Saturday, October 27, 2007

Weekly News

  • Anesthesia: A very good article involving a side effect of surgery was offered in the Wall Street Journal. Many of you may have heard that after surgery people may have some confusion. In fact, it is more delirium, a very serious and expectedly reversible condition. what researchers are finding is that the condition is related to duration and depth of sedation. It is also less fleeting that originally thought. I have seen the phenomena in my professional work and it was as if the person described in the article was the person I had worked with, when in fact, it was not.
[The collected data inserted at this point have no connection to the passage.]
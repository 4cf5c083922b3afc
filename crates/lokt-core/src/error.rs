//! Error taxonomy for the lock protocol core.
//!
//! Each variant maps to exactly one exit code (see `exit_code`); the CLI
//! layer never re-derives exit codes from error text.

use std::path::PathBuf;
use thiserror::Error;

use crate::record::{FreezeRecord, LockRecord};

/// A snapshot of whichever record blocked an operation, for error display.
#[derive(Debug, Clone)]
pub struct HolderSnapshot {
    pub owner: String,
    pub host: String,
    pub pid: u32,
    pub lock_id: String,
}

impl From<&LockRecord> for HolderSnapshot {
    fn from(r: &LockRecord) -> Self {
        Self {
            owner: r.owner.clone(),
            host: r.host.clone(),
            pid: r.pid,
            lock_id: r.lock_id.clone(),
        }
    }
}

impl From<&FreezeRecord> for HolderSnapshot {
    fn from(r: &FreezeRecord) -> Self {
        Self {
            owner: r.owner.clone(),
            host: r.host.clone(),
            pid: r.pid,
            lock_id: r.lock_id.clone(),
        }
    }
}

impl std::fmt::Display for HolderSnapshot {
    fn fmt(&self, f: &mut std::fmt::Formatter<'_>) -> std::fmt::Result {
        write!(f, "{}@{} (pid {}, lock_id {})", self.owner, self.host, self.pid, self.lock_id)
    }
}

#[derive(Debug, Error)]
pub enum LoktError {
    /// Input failed validation before any filesystem operation was attempted.
    #[error("usage error: {0}")]
    Usage(String),

    /// The lock is held by someone else and the caller did not ask to wait.
    #[error("held by {holder}")]
    Held { holder: HolderSnapshot },

    /// A freeze record blocks the requested guard acquisition.
    #[error("frozen by {holder}")]
    Frozen { holder: HolderSnapshot },

    /// No lock/freeze record exists at the canonical path.
    #[error("not found: {name}")]
    NotFound { name: String },

    /// Release/unfreeze attempted by an identity that does not own the record.
    #[error("not owner: held by {holder}")]
    NotOwner { holder: HolderSnapshot },

    /// `--break-stale` was requested against a record that is not stale.
    #[error("not stale: held by {holder}")]
    NotStale { holder: HolderSnapshot },

    /// The operation was interrupted before completing.
    #[error("canceled")]
    Canceled,

    /// The wait deadline elapsed before the lock became available.
    #[error("timeout waiting on {holder}")]
    Timeout { holder: HolderSnapshot },

    /// The on-disk record failed to parse.
    #[error("corrupted record at {path} ({size} bytes)")]
    Corrupted { path: PathBuf, size: u64 },

    /// Filesystem or I/O failure unrelated to lock semantics.
    #[error("operational error: {0}")]
    Operational(String),

    #[error("I/O error at {path}: {source}")]
    Io {
        path: PathBuf,
        #[source]
        source: std::io::Error,
    },

    #[error("JSON error at {path}: {source}")]
    Json {
        path: PathBuf,
        #[source]
        source: serde_json::Error,
    },
}

impl LoktError {
    /// Exit code per spec.md §6.7. The CLI's `main` is a single match on this.
    pub fn exit_code(&self) -> i32 {
        match self {
            LoktError::Usage(_) => 64,
            LoktError::Held { .. } | LoktError::Frozen { .. } | LoktError::Timeout { .. } => 2,
            LoktError::NotFound { .. } => 3,
            LoktError::NotOwner { .. } => 4,
            LoktError::NotStale { .. }
            | LoktError::Canceled
            | LoktError::Operational(_)
            | LoktError::Corrupted { .. }
            | LoktError::Io { .. }
            | LoktError::Json { .. } => 1,
        }
    }

    pub fn io(path: impl Into<PathBuf>, source: std::io::Error) -> Self {
        LoktError::Io { path: path.into(), source }
    }

    pub fn json(path: impl Into<PathBuf>, source: serde_json::Error) -> Self {
        LoktError::Json { path: path.into(), source }
    }
}

pub type Result<T> = std::result::Result<T, LoktError>;

#[cfg(test)]
mod tests {
    use super::*;

    fn snap() -> HolderSnapshot {
        HolderSnapshot { owner: "alice".into(), host: "m1".into(), pid: 42, lock_id: "abc".into() }
    }

    #[test]
    fn exit_codes_match_spec_table() {
        assert_eq!(LoktError::Usage("x".into()).exit_code(), 64);
        assert_eq!(LoktError::Held { holder: snap() }.exit_code(), 2);
        assert_eq!(LoktError::Frozen { holder: snap() }.exit_code(), 2);
        assert_eq!(LoktError::Timeout { holder: snap() }.exit_code(), 2);
        assert_eq!(LoktError::NotFound { name: "x".into() }.exit_code(), 3);
        assert_eq!(LoktError::NotOwner { holder: snap() }.exit_code(), 4);
        assert_eq!(LoktError::NotStale { holder: snap() }.exit_code(), 1);
        assert_eq!(LoktError::Canceled.exit_code(), 1);
        assert_eq!(LoktError::Operational("x".into()).exit_code(), 1);
        assert_eq!(LoktError::Corrupted { path: "x".into(), size: 0 }.exit_code(), 1);
    }

    #[test]
    fn holder_snapshot_display() {
        let s = snap();
        assert_eq!(format!("{s}"), "alice@m1 (pid 42, lock_id abc)");
    }
}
Some best practice guidelines are promoting a change in the ICU in response to increased problems. What I wanted to add here is that when the statement was made that the problem is worse with older patients it was NOT because they were older it was because they - "multiple risk factors such as high blood pressure, diabetes, chronic heart failure...." That is just one more reason for you to choose a health promoting life style. The pills or interventions may keep you alive but that doesn't mean you'll feel like being here.
  • Healthy Everywhere: How can you eat well where you live, work, worship, learn and play? By setting the example yourself. We do model the behavior of those around us, especially if the “others” are esteemed by us. It’s a simple bit of social norming and you might as well be the one to start. If you’re a program manager it is almost derelict not to. People can eat poorly if they choose, however, if meetings and office events provide fruits and veggies then it will likely permeate church and social events as well. So eat low calorie high nutrient foods in reasonable amounts through out the day vs. sitting down to high fat high cal meals once or twice a day that leave you overloaded, lethargic and lazy.
  • Continued Physical Activity: The major players in sports medicine are gearing more services towards older persons who are physically active and wish to remain so. Persons like my mother (78) and many of my running pals who are 60+. Some colleges and health organizations are looking at those over 50 even some 40 somethings. The goal is to keep this already fit cohort in the shape they are used to. It will certainly reduce health and nursing home costs for them! It is in keeping with my personal goal to live an active life until I am dropped into the grave. I do not aspire so much to run marathons or win races, but to avoid an early death or an incapacitating slow one. What appears to be a common theme in the field is that cardio activities should continue, balance training should be added and attention to the messages from ones body adhered to. That last bit is to avoid injury because apparently no matter the fitness level, the older body does need more time to recuperate.
  • Social Marketing: Here is interesting food for thought from a presentation I attended this past week. More often than not, when a company presents a new and improved version of its well known product we run out and buy it. Think Windows Programs, new running shoes, shampoos, etc. (we get pissed when it’s a new version that costs a fortune and the other one has barely been used, but that is the exception yes?) We don’t generally get MAD at them for using the newest science and advances in technology right, because we want the better product. So how come we get so damn bent out of shape when the researchers tell us that they learned the key for longer life and it’s eating this food and exercising this way. So what it was low carb yesterday, they LEARNED more about that, they were wrong, this is better… Would you rather that the nutritionists didn’t tell you that meat and potatoes could be related to heart disease? Would you rather not know that wheat bread is easier on the pancreas and that smoking in fact will kill you? Maybe you would rather be oblivious, but then, well, why the heck are you reading my blog! Ha ha
  • The Pilling of America Rages On: Before I go off on this again, I have to tell you that people I love very much take pills to keep their blood thin, their cancer away and their blood pressure down. These medications may protect their system from the damage that high blood pressure and plaque could cause and I am grateful to the scientists who created these drugs. Would they and I wish they rather not need them, OF COURSE> They are expensive, they interact with other things and they have side effects. This week we hear more about Avandia (diabetes drug) and heart attack risk, we hear that the anti clotting or blood thinning drug that would compete with Plavix is stuttering in trials. Plavix itself is doubling the net income for its maker. The drug makers are working on drugs that one takes FOREVER, to prevent that second heart attack for example. I cannot promise you that watching your weight AND your nutrition, (choosing what you put in your body) while also engaging in daily exercise of some sort will keep you from getting ill, but I can tell you that in aggregate, that in groups of people, that is exactly what proper nutrition, weight and exercise does. It prevents the FIRST heart attack. And if I have one, don’t you dare use that to keep you from living well, because my point is still that in general and in groups, the norm is NOT that people who live well have heart attacks.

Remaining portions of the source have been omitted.